Happy New Year friends! I hope it’s gotten off to a great start for y’all.
ConversationsWithBianca.com’s first interview feature for 2013 is with Melbourne-based artist Minna Gilligan (last year we kicked things off chatting with How Do I Look? host Jeannie Mai). I adore Minna’s art. It’s so alive, a technicolour world of mixed media that sparks the imagination! Just looking at her beautiful work makes my heart burst with joy. I have my new Rookie family to thank for introducing me to her awesomeness. Let’s get to it!
You come from a family that in your own words are “pretty entrenched” in the arts industry so, is it safe to say you grew up surrounded by a lot of art?
MINNA GILLIGAN: Yes, definitely. My Grandfather was an artist and his watercolour paintings are hung in every member of my family’s houses. They’re haunting remnants for me, beautiful, lilting scenes from lands far away that really imprinted upon me as a child. He died young, before I was born from a disease called Motor Neuron. His five children, my Dad and other Aunts and Uncles, have all taken paths in creative fields – my Father a garden designer, my Aunt an artist and gallery owner, another of my Aunts, a writer. I grew up surrounded by walls heavy with paintings, with people who helped me gain an understanding of what it means to be ‘creative’ and to think in that way.

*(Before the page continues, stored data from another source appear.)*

//! Portal API Gateway
//!
//! Frontend bindings to the portal backend, organized by domain.
//! Every endpoint is a JSON `POST` answering with
//! `{ success, data?, error? }`.

mod operator;
mod client;
mod station;
mod service;
mod signature;
mod listing;
mod report;

use reqwest::header::CONTENT_TYPE;
use serde::de::DeserializeOwned;
use serde::{Deserialize, Serialize};

use crate::config;
use crate::error::{ApiError, ApiResult};
use crate::models::de_opt_text;

// Re-export all public items
pub use operator::*;
pub use client::*;
pub use station::*;
pub use service::*;
pub use signature::*;
pub use listing::*;
pub use report::*;

/// Response envelope shared by all JSON endpoints
#[derive(Debug, Deserialize)]
pub struct Envelope<T> {
    pub success: bool,
    pub data: Option<T>,
    pub error: Option<String>,
    /// Only `save_client` sets this
    #[serde(default, deserialize_with = "de_opt_text")]
    pub report_id: Option<String>,
}

impl<T> Envelope<T> {
    pub fn into_data(self) -> ApiResult<T> {
        self.data
            .ok_or_else(|| ApiError::Decode("response has no data".to_string()))
    }
}

/// Classify a raw response.
///
/// Checks run in order: HTTP status, JSON content type, envelope shape, and
/// finally the `success` flag. `fallback` is the message used when the
/// backend rejects without saying why.
pub(crate) fn decode_envelope<T: DeserializeOwned>(
    status: u16,
    content_type: Option<&str>,
    body: &[u8],
    fallback: &str,
) -> ApiResult<Envelope<T>> {
    if !(200..300).contains(&status) {
        return Err(ApiError::Status(status));
    }
    if !content_type.is_some_and(|ct| ct.contains("application/json")) {
        return Err(ApiError::ContentType(content_type.map(str::to_string)));
    }

    let envelope: Envelope<T> = serde_json::from_slice(body)?;
    if !envelope.success {
        let message = envelope
            .error
            .filter(|e| !e.trim().is_empty())
            .unwrap_or_else(|| fallback.to_string());
        return Err(ApiError::Rejected(message));
    }
    Ok(envelope)
}

async fn send<A: Serialize + ?Sized>(endpoint: &str, args: &A) -> ApiResult<reqwest::Response> {
    let url = config::endpoint_url(config::api_base(), endpoint);
    log::debug!("[API] POST {}", endpoint);
    let response = reqwest::Client::new().post(&url).json(args).send().await?;
    Ok(response)
}

/// POST `args` to `endpoint` and decode the envelope
pub(crate) async fn post<A, T>(endpoint: &str, args: &A, fallback: &str) -> ApiResult<Envelope<T>>
where
    A: Serialize + ?Sized,
    T: DeserializeOwned,
{
    let response = send(endpoint, args).await?;
    let status = response.status().as_u16();
    let content_type = response
        .headers()
        .get(CONTENT_TYPE)
        .and_then(|v| v.to_str().ok())
        .map(str::to_string);
    let body = response.bytes().await?;

    decode_envelope(status, content_type.as_deref(), &body, fallback).inspect_err(|e| {
        log::warn!("[API] {} failed: {}", endpoint, e);
    })
}

/// POST and return the raw body, for binary downloads
pub(crate) async fn post_bytes<A: Serialize + ?Sized>(endpoint: &str, args: &A) -> ApiResult<Vec<u8>> {
    let response = send(endpoint, args).await?;
    let status = response.status().as_u16();
    if !(200..300).contains(&status) {
        log::warn!("[API] {} failed with status {}", endpoint, status);
        return Err(ApiError::Status(status));
    }
    Ok(response.bytes().await?.to_vec())
}

#[cfg(test)]
mod tests {
    use super::*;
    use crate::models::{Client, Station};

    const JSON: Option<&str> = Some("application/json; charset=utf-8");

    #[test]
    fn test_non_success_status() {
        let result = decode_envelope::<serde_json::Value>(500, JSON, b"{}", "x");
        assert_eq!(result.unwrap_err(), ApiError::Status(500));
    }

    #[test]
    fn test_html_body_is_content_type_error() {
        let result = decode_envelope::<serde_json::Value>(200, Some("text/html"), b"<html>", "x");
        assert_eq!(result.unwrap_err(), ApiError::ContentType(Some("text/html".to_string())));

        let result = decode_envelope::<serde_json::Value>(200, None, b"{}", "x");
        assert_eq!(result.unwrap_err(), ApiError::ContentType(None));
    }

    #[test]
    fn test_rejection_carries_backend_message() {
        let body = br#"{"success": false, "error": "Duplicate station number"}"#;
        let result = decode_envelope::<serde_json::Value>(200, JSON, body, "Error saving station data.");
        assert_eq!(result.unwrap_err(), ApiError::Rejected("Duplicate station number".to_string()));
    }

    #[test]
    fn test_rejection_without_message_uses_fallback() {
        let body = br#"{"success": false, "error": ""}"#;
        let result = decode_envelope::<serde_json::Value>(200, JSON, body, "Error saving rodent data.");
        assert_eq!(result.unwrap_err().to_string(), "Error saving rodent data.");
    }

    #[test]
    fn test_malformed_json_is_decode_error() {
        let result = decode_envelope::<serde_json::Value>(200, JSON, b"{not json", "x");
        assert!(matches!(result, Err(ApiError::Decode(_))));
    }

    #[test]
    fn test_typed_data() {
        let body = br#"{"success": true, "data": [{"id": 1, "station_no": 3, "is_outside": 0}]}"#;
        let stations = decode_envelope::<Vec<Station>>(200, JSON, body, "x")
            .unwrap()
            .into_data()
            .unwrap();
        assert_eq!(stations.len(), 1);
        assert_eq!(stations[0].station_no, "3");
        assert!(!stations[0].is_outside);
    }

    #[test]
    fn test_missing_data_on_success() {
        let envelope = decode_envelope::<Vec<Station>>(200, JSON, br#"{"success": true}"#, "x").unwrap();
        assert!(matches!(envelope.into_data(), Err(ApiError::Decode(_))));
    }

    #[test]
    fn test_single_row_data_without_default() {
        let body = br#"{"success": true, "data": {"client_id": 7, "client_name": "Spar"}}"#;
        let client = decode_envelope::<Client>(200, JSON, body, "x").unwrap().into_data().unwrap();
        assert_eq!(client.client_id, "7");

        let envelope = decode_envelope::<Client>(200, JSON, br#"{"success": true}"#, "x").unwrap();
        assert!(envelope.data.is_none());
        assert!(envelope.error.is_none());
    }

    #[test]
    fn test_top_level_report_id() {
        let body = br#"{"success": true, "report_id": 88}"#;
        let envelope = decode_envelope::<serde_json::Value>(200, JSON, body, "x").unwrap();
        assert_eq!(envelope.report_id.as_deref(), Some("88"));
    }
}
//! Signature Payload

use base64::engine::general_purpose::STANDARD;
use base64::Engine;

use crate::error::ValidationError;

const PNG_MAGIC: &[u8] = &[0x89, b'P', b'N', b'G', 0x0D, 0x0A, 0x1A, 0x0A];

/// Base64 payload of a canvas PNG data URL, checked to really be a PNG
pub fn signature_payload(data_url: &str) -> Result<String, ValidationError> {
    let payload = data_url
        .split_once(',')
        .map(|(_, data)| data)
        .unwrap_or(data_url)
        .trim();
    if payload.is_empty() {
        return Err(ValidationError::EmptySignature);
    }

    let bytes = STANDARD
        .decode(payload)
        .map_err(|_| ValidationError::InvalidSignature)?;
    if !bytes.starts_with(PNG_MAGIC) {
        return Err(ValidationError::InvalidSignature);
    }
    Ok(payload.to_string())
}

#[cfg(test)]
mod tests {
    use super::*;

    fn png_url() -> String {
        let mut bytes = PNG_MAGIC.to_vec();
        bytes.extend_from_slice(b"\0\0\0\rIHDR");
        format!("data:image/png;base64,{}", STANDARD.encode(bytes))
    }

    #[test]
    fn test_prefix_is_stripped() {
        let url = png_url();
        let payload = signature_payload(&url).unwrap();
        assert!(!payload.contains(','));
        assert!(url.ends_with(&payload));
    }

    #[test]
    fn test_empty_data_url() {
        assert_eq!(signature_payload("data:,"), Err(ValidationError::EmptySignature));
    }

    #[test]
    fn test_non_png_rejected() {
        let url = format!("data:image/jpeg;base64,{}", STANDARD.encode(b"\xFF\xD8\xFF\xE0"));
        assert_eq!(signature_payload(&url), Err(ValidationError::InvalidSignature));
        assert_eq!(
            signature_payload("data:image/png;base64,@@@"),
            Err(ValidationError::InvalidSignature)
        );
    }
}
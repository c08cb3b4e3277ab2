//! Form Drafts
//!
//! Local field state for each wizard step and the validation that turns it
//! into a backend payload. Nothing here talks to the backend.

mod operator;
mod client;
mod station;
mod rodent;
mod service;
mod signature;

pub use operator::OperatorDraft;
pub use client::ClientDraft;
pub use station::StationDraft;
pub use rodent::{RodentDraft, RodentRecord};
pub use service::{ServiceDraft, ServiceRecord};
pub use signature::signature_payload;

/// Trimmed copy, or `None` when blank
fn filled(value: &str) -> Option<String> {
    let value = value.trim();
    (!value.is_empty()).then(|| value.to_string())
}
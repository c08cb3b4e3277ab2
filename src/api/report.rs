//! Report Download
//!
//! Fetches the generated PDF and hands it to the browser as a file download.

use serde::Serialize;
use wasm_bindgen::{JsCast, JsValue};

use super::post_bytes;
use crate::error::{ApiError, ApiResult};

#[derive(Serialize)]
struct ReportIdArgs<'a> {
    report_id: &'a str,
}

pub async fn download_report(report_id: &str) -> ApiResult<Vec<u8>> {
    post_bytes("download_report", &ReportIdArgs { report_id }).await
}

pub fn report_file_name(report_id: &str) -> String {
    format!("report_{}.pdf", report_id)
}

/// Offer `bytes` as a PDF download named `file_name`
pub fn save_pdf(bytes: &[u8], file_name: &str) -> ApiResult<()> {
    save_blob(bytes, file_name).map_err(|e| ApiError::Transport(format!("{:?}", e)))
}

fn save_blob(bytes: &[u8], file_name: &str) -> Result<(), JsValue> {
    let window = web_sys::window().ok_or_else(|| JsValue::from_str("no window"))?;
    let document = window.document().ok_or_else(|| JsValue::from_str("no document"))?;

    let parts = js_sys::Array::of1(&js_sys::Uint8Array::from(bytes));
    let options = web_sys::BlobPropertyBag::new();
    options.set_type("application/pdf");
    let blob = web_sys::Blob::new_with_u8_array_sequence_and_options(&parts, &options)?;
    let url = web_sys::Url::create_object_url_with_blob(&blob)?;

    let anchor: web_sys::HtmlAnchorElement = document.create_element("a")?.dyn_into()?;
    anchor.set_href(&url);
    anchor.set_download(file_name);
    if let Some(body) = document.body() {
        body.append_child(&anchor)?;
        anchor.click();
        anchor.remove();
    }
    web_sys::Url::revoke_object_url(&url)?;
    Ok(())
}
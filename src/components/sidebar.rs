//! Desktop Sidebar Component

use leptos::prelude::*;
use leptos_router::components::A;
use leptos_router::hooks::use_location;

use crate::config::SettingsContext;

/// Admin section for a path; `/admin` itself shows reports
pub fn admin_section(path: &str) -> Option<&'static str> {
    match path.trim_end_matches('/') {
        "/admin" | "/admin/report" => Some("/admin/report"),
        "/admin/client" => Some("/admin/client"),
        _ => None,
    }
}

#[component]
pub fn Sidebar() -> impl IntoView {
    let settings = expect_context::<SettingsContext>();
    let location = use_location();
    let active = move || admin_section(&location.pathname.get());

    let link_class = move |href: &'static str| {
        move || if active() == Some(href) { "sidebar-link active" } else { "sidebar-link" }
    };

    view! {
        <aside class="sidebar">
            <div class="sidebar-brand">"KPS Admin"</div>
            <nav class="sidebar-nav">
                <A href="/admin/report" attr:class=link_class("/admin/report")>"Reports"</A>
                <A href="/admin/client" attr:class=link_class("/admin/client")>"Clients"</A>
            </nav>
            <button
                type="button"
                class="sidebar-link"
                on:click=move |_| settings.toggle_dark_mode()
            >
                {move || if settings.settings.get().dark_mode { "Light mode" } else { "Dark mode" }}
            </button>
        </aside>
    }
}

What does it mean to you to be an artist?
MG: For me, being an artist is largely about being an observer, collecting and collating experiences in your mind that seem significant to you as an individual. I feel lucky to be an artist, to approach things from left of field, to have that ‘other’ space to let things breathe. I like how each work I make can carry a sentiment, an experience, and I can let this out to exist in the world like a song on the radio, entering people’s lives subtly but intimately.
How did you first come to making photomontage style collages?
MG: As a child in the 90s, before we had access to Google Images, a computer or a printer, I used to be obsessed with collecting pictures of the Spice Girls from magazines. To have that physical image in my hand was somehow really significant and precious to me. Early in my time at Art School I made a lot of abstract drawings and paintings, and I felt like they needed a protagonist or something, a point of reference so the image was more obviously narrative. I started consciously sticking these characters in the abstract ground, making up stories in my mind, parallels to me and my life.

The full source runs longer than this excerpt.